-------- INPUT DATA --------

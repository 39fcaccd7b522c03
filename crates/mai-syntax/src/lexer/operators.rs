//! Operator scanning documentation.
//!
//! This module documents the operator and comment scanning logic in
//! `scanner.rs`.
//!
//! ## Single-Character Tokens
//!
//! `(` `)` `{` `}` `,` `.` `-` `+` `;` `*` map straight to a token kind.
//!
//! ## One or Two Characters
//!
//! | Token | Variants |
//! |-------|----------|
//! | `=` | `=`, `==` |
//! | `!` | `!`, `!=` |
//! | `<` | `<`, `<=` |
//! | `>` | `>`, `>=` |
//!
//! Method: `scan_with_equal`. One character of lookahead decides whether
//! the following `=` belongs to the operator.
//!
//! ## Slash and Comments
//!
//! Method: `scan_slash`
//!
//! The `/` character can start:
//! - Division: `a / b`
//! - Line comment: `// comment`, up to but not including the newline
//! - Block comment: `/* comment */`, possibly spanning lines
//!
//! Comments never produce tokens. Newlines inside a block comment advance
//! the line counter without producing `Newline` tokens. A block comment that
//! is still open at end of input simply ends there.
//!
//! ## Whitespace and Newlines
//!
//! Spaces, tabs and carriage returns are skipped. A newline produces a
//! `Newline` token, which the grammar uses to separate statements.

// This module serves as documentation. The actual implementation is in scanner.rs.
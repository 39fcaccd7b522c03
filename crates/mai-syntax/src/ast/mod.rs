//! Abstract Syntax Tree (AST) definitions for Mai.
//!
//! The tree is plain data: [`Expr`] and [`Stmt`] are closed enums whose
//! nodes own their children. Nothing here evaluates or checks a program.
//! Traversals live outside the node types, either as an exhaustive `match`
//! or as an implementation of [`ExprVisitor`] / [`StmtVisitor`] driven by
//! `accept`.
//!
//! ## Usage
//!
//! ```rust
//! use mai_syntax::ast::{AstPrinter, Expr, Stmt};
//!
//! let stmt = Stmt::while_loop(Expr::literal(true), Stmt::block(vec![Stmt::pass()]));
//! assert_eq!(AstPrinter::new().print_stmt(&stmt), "(while true (block pass))");
//! ```

mod expr;
mod printer;
mod stmt;

pub use expr::{Expr, ExprVisitor, LiteralValue};
pub use printer::AstPrinter;
pub use stmt::{Stmt, StmtVisitor};
//! Lexical analysis (tokenization) for Mai source code.
//!
//! The lexer transforms Mai source text into a sequence of tokens that
//! can be consumed by the parser.
//!
//! ## Structure
//!
//! - `scanner.rs` - Main `Scanner` struct that produces tokens
//! - `token.rs` - `Token`, `TokenKind` and `Literal` definitions
//! - `error.rs` - `LexError` and the `Reporter` sinks
//!
//! ## Documentation Submodules
//!
//! - `operators` - Operator and comment scanning
//! - `literals` - Number, string, and identifier literals
//!
//! ## Usage
//!
//! ```rust
//! use mai_syntax::lexer::{tokenize, TokenKind};
//!
//! let scanned = tokenize("x = 42");
//! assert!(!scanned.has_errors());
//!
//! for token in &scanned.tokens {
//!     println!("{} {:?}", token.kind, token.lexeme);
//! }
//! assert_eq!(scanned.tokens.last().map(|t| t.kind), Some(TokenKind::Eof));
//! ```

mod error;
mod scanner;
mod token;

// Documentation and test submodules
pub mod literals;
pub mod operators;

pub use error::{Diagnostics, LexError, Reporter, TracingReporter};
pub use scanner::Scanner;
pub use token::{Literal, Span, Token, TokenKind};

/// Scans `source` into tokens, handing every lexical error to `reporter`.
///
/// Always returns a sequence that ends with a `Newline` and an `Eof` token,
/// whatever was reported along the way.
pub fn scan<R: Reporter + ?Sized>(source: &str, reporter: &mut R) -> Vec<Token> {
    Scanner::new(source).scan_tokens(reporter)
}

/// Tokens of one source together with the errors found while scanning it.
#[derive(Debug, Clone, PartialEq)]
pub struct Scanned {
    /// The token sequence, terminated by `Newline` and `Eof`
    pub tokens: Vec<Token>,
    /// Lexical errors in source order
    pub errors: Vec<LexError>,
}

impl Scanned {
    /// Returns true if any lexical error was reported.
    ///
    /// When this is true the tokens may not represent the whole program.
    pub fn has_errors(&self) -> bool {
        !self.errors.is_empty()
    }
}

/// Scans `source` and collects the diagnostics instead of reporting them.
pub fn tokenize(source: &str) -> Scanned {
    let mut diagnostics = Diagnostics::new();
    let tokens = scan(source, &mut diagnostics);
    Scanned {
        tokens,
        errors: diagnostics.into_errors(),
    }
}

/// Scans independent sources on the rayon thread pool.
///
/// Results are returned in the order of `sources`.
#[cfg(feature = "parallel")]
pub fn scan_parallel(sources: &[&str]) -> Vec<Scanned> {
    use rayon::prelude::*;

    sources.par_iter().map(|source| tokenize(source)).collect()
}

#[cfg(test)]
mod tests {
    use super::*;

    #[test]
    fn test_tokenize_collects_errors() {
        let scanned = tokenize("a # b\n\"open");
        assert!(scanned.has_errors());
        assert_eq!(
            scanned.errors,
            vec![
                LexError::UnexpectedCharacter { ch: '#', line: 1 },
                LexError::UnterminatedString { line: 2 },
            ]
        );
        assert_eq!(scanned.tokens.last().map(|t| t.kind), Some(TokenKind::Eof));
    }

    #[test]
    fn test_scan_with_closure_reporter() {
        let mut messages = Vec::new();
        let tokens = scan("1 ? 2", &mut |line: usize, message: &str| {
            messages.push(format!("[line {}] {}", line, message));
        });
        assert_eq!(tokens.len(), 4);
        assert_eq!(messages, vec!["[line 1] Unexpected character '?'"]);
    }

    #[test]
    fn test_scan_with_dyn_reporter() {
        let mut diagnostics = Diagnostics::new();
        let reporter: &mut dyn Reporter = &mut diagnostics;
        let tokens = scan("$", reporter);
        assert_eq!(tokens.len(), 2);
        assert_eq!(diagnostics.len(), 1);
    }

    #[test]
    fn test_tracing_reporter_does_not_collect() {
        let tokens = scan("print ~", &mut TracingReporter);
        assert_eq!(tokens[0].kind, TokenKind::Print);
        assert_eq!(tokens.len(), 3);
    }

    #[cfg(feature = "parallel")]
    #[test]
    fn test_scan_parallel_preserves_order() {
        let sources = ["1", "a b", "\"x", "while"];
        let results = scan_parallel(&sources);

        assert_eq!(results.len(), sources.len());
        for (source, scanned) in sources.iter().zip(&results) {
            assert_eq!(scanned, &tokenize(source));
        }
        assert!(results[2].has_errors());
        assert_eq!(results[3].tokens[0].kind, TokenKind::While);
    }
}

--------

### ABOUT THIS EXERCISE
Please copy each line of the material that contains the word "AstPrinter".

### EXERCISE RESPONSE
//! use mai_syntax::ast::{AstPrinter, Expr, Stmt};
//! assert_eq!(AstPrinter::new().print_stmt(&stmt), "(while true (block pass))");
pub use printer::AstPrinter;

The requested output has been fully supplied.